Task goal:
Wherever the word "based" turns up in a line of the entries, copy that line.

Excerpted records:
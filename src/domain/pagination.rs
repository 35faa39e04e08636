//! Pagination domain logic centralization.
//!
//! Responsibility:
//! - the terminal rule for a single pagination block (exactly three links)
//! - choosing the next probe candidate (second link from the end, DOM order)
//! - page-number <-> zero-based page index conversion

use lazy_static::lazy_static;
use regex::Regex;
use std::ops::Range;

/// Link count of a pagination block that has no further pages to reveal.
pub const TERMINAL_LINK_COUNT: usize = 3;

lazy_static! {
    static ref PAGE_NUMBER: Regex = Regex::new(r"\d+").expect("static regex");
}

/// Number of result pages to fetch. Indices are `0..count`.
#[derive(Debug, Clone, Copy, PartialEq, Eq, PartialOrd, Ord)]
pub struct PageCount(u32);

impl PageCount {
    /// A run always covers at least the first page.
    pub fn new(count: u32) -> Self {
        Self(count.max(1))
    }

    pub fn get(self) -> u32 {
        self.0
    }

    pub fn indices(self) -> Range<u32> {
        0..self.0
    }
}

impl std::fmt::Display for PageCount {
    fn fmt(&self, f: &mut std::fmt::Formatter<'_>) -> std::fmt::Result {
        write!(f, "{}", self.0)
    }
}

/// Outcome of applying the discovery rule to one fetched page.
#[derive(Debug, Clone, PartialEq, Eq)]
pub enum PaginationStep {
    /// The page has no pagination block at all.
    Absent,
    /// The block has exactly [`TERMINAL_LINK_COUNT`] links.
    Terminal,
    /// Re-probe the page carrying this 1-based page number.
    Next(u32),
    /// The candidate link holds no page number.
    Unreadable(String),
}

/// Apply the discovery rule to the link texts of a pagination block,
/// in document order. `None` means the block is missing.
pub fn evaluate(links: Option<&[String]>) -> PaginationStep {
    let Some(links) = links else {
        return PaginationStep::Absent;
    };

    if links.len() == TERMINAL_LINK_COUNT {
        return PaginationStep::Terminal;
    }

    // Position len-2 is authoritative even when a larger number appears elsewhere.
    let Some(candidate) = links.len().checked_sub(2).and_then(|i| links.get(i)) else {
        return PaginationStep::Unreadable(links.join("|"));
    };

    match parse_page_number(candidate) {
        Some(page) => PaginationStep::Next(page),
        None => PaginationStep::Unreadable(candidate.clone()),
    }
}

/// First run of digits in a link label (`" 12 "` -> 12).
pub fn parse_page_number(label: &str) -> Option<u32> {
    PAGE_NUMBER
        .find(label)
        .and_then(|m| m.as_str().parse().ok())
}

/// Zero-based page index for a 1-based page number (page 1 -> index 0).
pub fn page_number_to_index(page_number: u32) -> u32 {
    page_number.saturating_sub(1)
}

/// `start` offset for a page index.
pub fn start_offset(page_index: u32, page_size: u32) -> u64 {
    u64::from(page_index) * u64::from(page_size)
}

#[cfg(test)]
mod tests {
    use super::*;

    fn links(labels: &[&str]) -> Vec<String> {
        labels.iter().map(|s| s.to_string()).collect()
    }

    #[test]
    fn absent_block() {
        assert_eq!(evaluate(None), PaginationStep::Absent);
    }

    #[test]
    fn three_links_is_terminal() {
        let l = links(&["Previous", "4", "Next"]);
        assert_eq!(evaluate(Some(&l)), PaginationStep::Terminal);
    }

    #[test]
    fn candidate_is_second_from_end_not_maximum() {
        let l = links(&["2", "30", "4", "5", "Next"]);
        assert_eq!(evaluate(Some(&l)), PaginationStep::Next(5));
    }

    #[test]
    fn candidate_label_with_whitespace() {
        let l = links(&["2", "\n  7\n", "Next"]);
        // three links -> terminal regardless of content
        assert_eq!(evaluate(Some(&l)), PaginationStep::Terminal);

        let l = links(&["2", "3", "\n  7\n", "Next"]);
        assert_eq!(evaluate(Some(&l)), PaginationStep::Next(7));
    }

    #[test]
    fn non_numeric_candidate() {
        let l = links(&["2", "3", "…", "Next"]);
        assert_eq!(
            evaluate(Some(&l)),
            PaginationStep::Unreadable("…".to_string())
        );
    }

    #[test]
    fn single_link_block_is_unreadable() {
        let l = links(&["Next"]);
        assert!(matches!(evaluate(Some(&l)), PaginationStep::Unreadable(_)));
    }

    #[test]
    fn page_count_never_zero() {
        assert_eq!(PageCount::new(0).get(), 1);
        assert_eq!(PageCount::new(4).indices().collect::<Vec<_>>(), vec![0, 1, 2, 3]);
    }

    #[test]
    fn offsets() {
        assert_eq!(page_number_to_index(1), 0);
        assert_eq!(page_number_to_index(0), 0);
        assert_eq!(start_offset(2, 50), 100);
        assert_eq!(start_offset(page_number_to_index(5), 50), 200);
    }
}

Response area:
//! - page-number <-> zero-based page index conversion
    /// Re-probe the page carrying this 1-based page number.
/// Zero-based page index for a 1-based page number (page 1 -> index 0).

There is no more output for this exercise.